# [Data for review]
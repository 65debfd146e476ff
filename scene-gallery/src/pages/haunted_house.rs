use std::f32::consts::{FRAC_PI_4, TAU};

use bevy::image::{ImageAddressMode, ImageLoaderSettings, ImageSampler, ImageSamplerDescriptor};
use bevy::pbr::{CascadeShadowConfigBuilder, DistanceFog, FogFalloff};
use bevy::prelude::*;
use constants::lighting::{ambient_brightness, directional_illuminance, point_intensity};
use rand::rngs::StdRng;
use rand::{Rng, SeedableRng};

use super::orbit_page_camera;
use crate::constants::path::{
    HOUSE_BRICKS_AO, HOUSE_BRICKS_COLOR, HOUSE_BRICKS_NORMAL, HOUSE_BRICKS_ROUGHNESS, HOUSE_DOOR_ALPHA,
    HOUSE_DOOR_AO, HOUSE_DOOR_COLOR, HOUSE_DOOR_HEIGHT, HOUSE_DOOR_NORMAL, HOUSE_DOOR_ROUGHNESS,
    HOUSE_GRASS_AO, HOUSE_GRASS_COLOR, HOUSE_GRASS_NORMAL, HOUSE_GRASS_ROUGHNESS,
};
use crate::engine::assets::gallery_config::GalleryConfig;
use crate::engine::core::app_state::GalleryPage;
use crate::engine::scene::alpha_mask::PendingAlphaMask;
use crate::engine::scene::geometry::{uv_transform, with_tangents};

const PAGE: GalleryPage = GalleryPage::HauntedHouse;

const FOG_START: f32 = 1.0;
const FOG_END: f32 = 15.0;
const GRAVE_COUNT: usize = 50;
const GRAVE_INNER_RADIUS: f32 = 4.0;
const GRAVE_RING_WIDTH: f32 = 5.0;
const GRASS_REPEAT: f32 = 8.0;
const WALL_HEIGHT: f32 = 2.5;
const ROOF_HEIGHT: f32 = 1.0;

fn fog_colour() -> Color {
    Color::srgb_u8(0x26, 0x28, 0x37)
}

fn moon_colour() -> Color {
    Color::srgb_u8(0xb9, 0xd5, 0xff)
}

pub struct HauntedHousePagePlugin;

impl Plugin for HauntedHousePagePlugin {
    fn build(&self, app: &mut App) {
        app.add_systems(OnEnter(PAGE), spawn_haunted_house)
            .add_systems(Update, float_ghosts.run_if(in_state(PAGE)));
    }
}

/// Index into `ghost_positions`.
#[derive(Component)]
struct Ghost(usize);

/// Positions of the three wandering ghost lights at `elapsed` seconds.
pub fn ghost_positions(elapsed: f32) -> [Vec3; 3] {
    let t = elapsed;

    let a1 = t * 0.5;
    let g1 = Vec3::new(a1.cos() * 4.0, (t * 3.0).sin(), a1.sin() * 4.0);

    let a2 = -t * 0.32;
    let bob = (t * 4.0).sin() + (t * 2.5).sin();
    let g2 = Vec3::new(a2.cos() * 5.0, bob, a2.sin() * 5.0);

    let a3 = -t * 0.18;
    let g3 = Vec3::new(
        a3.cos() * (7.0 + (t * 0.32).sin()),
        bob,
        a3.sin() * (7.0 + (t * 0.5).sin()),
    );

    [g1, g2, g3]
}

/// Randomly scattered, slightly tilted graves in a ring around the house.
pub fn grave_transforms(rng: &mut impl Rng, count: usize) -> Vec<Transform> {
    (0..count)
        .map(|_| {
            let angle = rng.random::<f32>() * TAU;
            let radius = GRAVE_INNER_RADIUS + rng.random::<f32>() * GRAVE_RING_WIDTH;
            let tilt_y = (rng.random::<f32>() - 0.5) * 0.4;
            let tilt_z = (rng.random::<f32>() - 0.5) * 0.4;
            Transform::from_xyz(angle.sin() * radius, 0.3, angle.cos() * radius)
                .with_rotation(Quat::from_euler(EulerRot::XYZ, 0.0, tilt_y, tilt_z))
        })
        .collect()
}

fn load_repeating(asset_server: &AssetServer, path: &'static str) -> Handle<Image> {
    asset_server.load_with_settings(path, |settings: &mut ImageLoaderSettings| {
        settings.sampler = ImageSampler::Descriptor(ImageSamplerDescriptor {
            address_mode_u: ImageAddressMode::Repeat,
            address_mode_v: ImageAddressMode::Repeat,
            ..ImageSamplerDescriptor::linear()
        });
    })
}

fn spawn_haunted_house(
    mut commands: Commands,
    mut meshes: ResMut<Assets<Mesh>>,
    mut materials: ResMut<Assets<StandardMaterial>>,
    asset_server: Res<AssetServer>,
    config: Res<GalleryConfig>,
) {
    commands.spawn((
        orbit_page_camera(Vec3::new(4.0, 2.0, 5.0), Vec3::ZERO, 75.0, fog_colour()),
        DistanceFog {
            color: fog_colour(),
            falloff: FogFalloff::Linear {
                start: FOG_START,
                end: FOG_END,
            },
            ..default()
        },
        StateScoped(PAGE),
    ));

    commands.insert_resource(AmbientLight {
        color: moon_colour(),
        brightness: ambient_brightness(0.12),
        ..default()
    });
    commands.spawn((
        DirectionalLight {
            color: moon_colour(),
            illuminance: directional_illuminance(0.12),
            shadows_enabled: true,
            ..default()
        },
        CascadeShadowConfigBuilder {
            num_cascades: 1,
            maximum_distance: 20.0,
            ..default()
        }
        .build(),
        Transform::from_xyz(4.0, 5.0, -2.0).looking_at(Vec3::ZERO, Vec3::Y),
        StateScoped(PAGE),
    ));

    // House
    commands.spawn((
        Mesh3d(meshes.add(with_tangents(Cuboid::new(4.0, WALL_HEIGHT, 4.0).into()))),
        MeshMaterial3d(materials.add(StandardMaterial {
            base_color_texture: Some(asset_server.load(HOUSE_BRICKS_COLOR)),
            occlusion_texture: Some(asset_server.load(HOUSE_BRICKS_AO)),
            normal_map_texture: Some(asset_server.load(HOUSE_BRICKS_NORMAL)),
            metallic_roughness_texture: Some(asset_server.load(HOUSE_BRICKS_ROUGHNESS)),
            perceptual_roughness: 1.0,
            ..default()
        })),
        Transform::from_xyz(0.0, WALL_HEIGHT / 2.0, 0.0),
        StateScoped(PAGE),
    ));
    commands.spawn((
        Mesh3d(meshes.add(Cone::new(3.5, ROOF_HEIGHT).mesh().resolution(4))),
        MeshMaterial3d(materials.add(StandardMaterial {
            base_color: Color::srgb_u8(0xb3, 0x5f, 0x45),
            ..default()
        })),
        Transform::from_xyz(0.0, WALL_HEIGHT + ROOF_HEIGHT / 2.0, 0.0)
            .with_rotation(Quat::from_rotation_y(FRAC_PI_4)),
        StateScoped(PAGE),
    ));

    let door_colour: Handle<Image> = asset_server.load(HOUSE_DOOR_COLOR);
    let door = materials.add(StandardMaterial {
        base_color_texture: Some(door_colour.clone()),
        occlusion_texture: Some(asset_server.load(HOUSE_DOOR_AO)),
        normal_map_texture: Some(asset_server.load(HOUSE_DOOR_NORMAL)),
        metallic_roughness_texture: Some(asset_server.load(HOUSE_DOOR_ROUGHNESS)),
        depth_map: Some(asset_server.load(HOUSE_DOOR_HEIGHT)),
        parallax_depth_scale: 0.1,
        perceptual_roughness: 1.0,
        alpha_mode: AlphaMode::Blend,
        ..default()
    });
    commands.spawn((
        Mesh3d(meshes.add(with_tangents(Rectangle::new(2.2, 2.2).into()))),
        MeshMaterial3d(door.clone()),
        Transform::from_xyz(0.0, 1.0, 2.01),
        StateScoped(PAGE),
    ));
    commands.spawn((
        PendingAlphaMask {
            colour: door_colour,
            mask: asset_server.load(HOUSE_DOOR_ALPHA),
            material: door,
        },
        StateScoped(PAGE),
    ));
    commands.spawn((
        PointLight {
            color: Color::srgb_u8(0xff, 0x7d, 0x46),
            intensity: point_intensity(1.0),
            range: 7.0,
            shadows_enabled: true,
            ..default()
        },
        Transform::from_xyz(0.0, 2.2, 2.7),
        StateScoped(PAGE),
    ));

    let bush_mesh = meshes.add(Sphere::new(1.0).mesh().uv(16, 16));
    let bush_material = materials.add(StandardMaterial {
        base_color: Color::srgb_u8(0x89, 0xc8, 0x54),
        ..default()
    });
    for (scale, position) in [
        (0.5, Vec3::new(0.8, 0.2, 2.2)),
        (0.25, Vec3::new(1.4, 0.1, 2.1)),
        (0.4, Vec3::new(-0.8, 0.1, 2.2)),
        (0.15, Vec3::new(-1.0, 0.05, 2.6)),
    ] {
        commands.spawn((
            Mesh3d(bush_mesh.clone()),
            MeshMaterial3d(bush_material.clone()),
            Transform::from_translation(position).with_scale(Vec3::splat(scale)),
            StateScoped(PAGE),
        ));
    }

    // Graves
    let grave_mesh = meshes.add(Cuboid::new(0.6, 0.8, 0.2));
    let grave_material = materials.add(StandardMaterial {
        base_color: Color::srgb_u8(0xb2, 0xb6, 0xb1),
        ..default()
    });
    let mut rng = StdRng::seed_from_u64(config.random_seed);
    for transform in grave_transforms(&mut rng, GRAVE_COUNT) {
        commands.spawn((
            Mesh3d(grave_mesh.clone()),
            MeshMaterial3d(grave_material.clone()),
            transform,
            StateScoped(PAGE),
        ));
    }

    // Ghosts
    for (index, color) in [
        Color::srgb(1.0, 0.0, 1.0),
        Color::srgb(0.0, 1.0, 1.0),
        Color::srgb(1.0, 1.0, 0.0),
    ]
    .into_iter()
    .enumerate()
    {
        commands.spawn((
            PointLight {
                color,
                intensity: point_intensity(2.0),
                range: 3.0,
                shadows_enabled: true,
                ..default()
            },
            Transform::from_translation(ghost_positions(0.0)[index]),
            Ghost(index),
            StateScoped(PAGE),
        ));
    }

    commands.spawn((
        Mesh3d(meshes.add(with_tangents(Plane3d::default().mesh().size(20.0, 20.0).into()))),
        MeshMaterial3d(materials.add(StandardMaterial {
            base_color_texture: Some(load_repeating(&asset_server, HOUSE_GRASS_COLOR)),
            occlusion_texture: Some(load_repeating(&asset_server, HOUSE_GRASS_AO)),
            normal_map_texture: Some(load_repeating(&asset_server, HOUSE_GRASS_NORMAL)),
            metallic_roughness_texture: Some(load_repeating(&asset_server, HOUSE_GRASS_ROUGHNESS)),
            perceptual_roughness: 1.0,
            uv_transform: uv_transform(Vec2::splat(GRASS_REPEAT), 0.0, Vec2::ZERO),
            ..default()
        })),
        StateScoped(PAGE),
    ));
}

fn float_ghosts(time: Res<Time>, mut ghosts: Query<(&mut Transform, &Ghost)>) {
    let positions = ghost_positions(time.elapsed_secs());
    for (mut transform, ghost) in &mut ghosts {
        if let Some(position) = positions.get(ghost.0) {
            transform.translation = *position;
        }
    }
}

#[cfg(test)]
mod tests {
    use super::*;

    #[test]
    fn ghosts_start_on_their_circles() {
        let [g1, g2, g3] = ghost_positions(0.0);
        assert!(g1.distance(Vec3::new(4.0, 0.0, 0.0)) < 1e-5);
        assert!(g2.distance(Vec3::new(5.0, 0.0, 0.0)) < 1e-5);
        assert!(g3.distance(Vec3::new(7.0, 0.0, 0.0)) < 1e-5);
    }

    #[test]
    fn ghosts_keep_their_orbits() {
        for t in [0.5, 3.0, 17.25] {
            let [g1, g2, g3] = ghost_positions(t);
            assert!((Vec2::new(g1.x, g1.z).length() - 4.0).abs() < 1e-4);
            assert!((Vec2::new(g2.x, g2.z).length() - 5.0).abs() < 1e-4);
            let r3 = Vec2::new(g3.x, g3.z).length();
            assert!((6.0..=8.0).contains(&r3));
            assert!(g2.y.abs() <= 2.0);
        }
    }

    #[test]
    fn graves_ring_the_house() {
        let mut rng = StdRng::seed_from_u64(42);
        let graves = grave_transforms(&mut rng, GRAVE_COUNT);
        assert_eq!(graves.len(), GRAVE_COUNT);
        for grave in &graves {
            let radius = Vec2::new(grave.translation.x, grave.translation.z).length();
            assert!((GRAVE_INNER_RADIUS - 1e-4..=GRAVE_INNER_RADIUS + GRAVE_RING_WIDTH + 1e-4)
                .contains(&radius));
            assert_eq!(grave.translation.y, 0.3);
            let (x, y, z) = grave.rotation.to_euler(EulerRot::XYZ);
            assert!(x.abs() < 1e-4);
            assert!(y.abs() <= 0.2 + 1e-4 && z.abs() <= 0.2 + 1e-4);
        }
    }

    #[test]
    fn graves_are_reproducible_from_the_seed() {
        let a = grave_transforms(&mut StdRng::seed_from_u64(7), 5);
        let b = grave_transforms(&mut StdRng::seed_from_u64(7), 5);
        assert_eq!(a, b);
    }
}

# [Task instructions]
All that belongs in the answer is the lines from the start of the entries above through the line containing "const FOG_END: f32 = 15.0;", each given exactly.

# [Task output]
repository 65debfd146e476ff
filename scene-gallery/src/pages/haunted_house.rs
use std::f32::consts::{FRAC_PI_4, TAU};

use bevy::image::{ImageAddressMode, ImageLoaderSettings, ImageSampler, ImageSamplerDescriptor};
use bevy::pbr::{CascadeShadowConfigBuilder, DistanceFog, FogFalloff};
use bevy::prelude::*;
use constants::lighting::{ambient_brightness, directional_illuminance, point_intensity};
use rand::rngs::StdRng;
use rand::{Rng, SeedableRng};

use super::orbit_page_camera;
use crate::constants::path::{
    HOUSE_BRICKS_AO, HOUSE_BRICKS_COLOR, HOUSE_BRICKS_NORMAL, HOUSE_BRICKS_ROUGHNESS, HOUSE_DOOR_ALPHA,
    HOUSE_DOOR_AO, HOUSE_DOOR_COLOR, HOUSE_DOOR_HEIGHT, HOUSE_DOOR_NORMAL, HOUSE_DOOR_ROUGHNESS,
    HOUSE_GRASS_AO, HOUSE_GRASS_COLOR, HOUSE_GRASS_NORMAL, HOUSE_GRASS_ROUGHNESS,
};
use crate::engine::assets::gallery_config::GalleryConfig;
use crate::engine::core::app_state::GalleryPage;
use crate::engine::scene::alpha_mask::PendingAlphaMask;
use crate::engine::scene::geometry::{uv_transform, with_tangents};

const PAGE: GalleryPage = GalleryPage::HauntedHouse;

const FOG_START: f32 = 1.0;
const FOG_END: f32 = 15.0;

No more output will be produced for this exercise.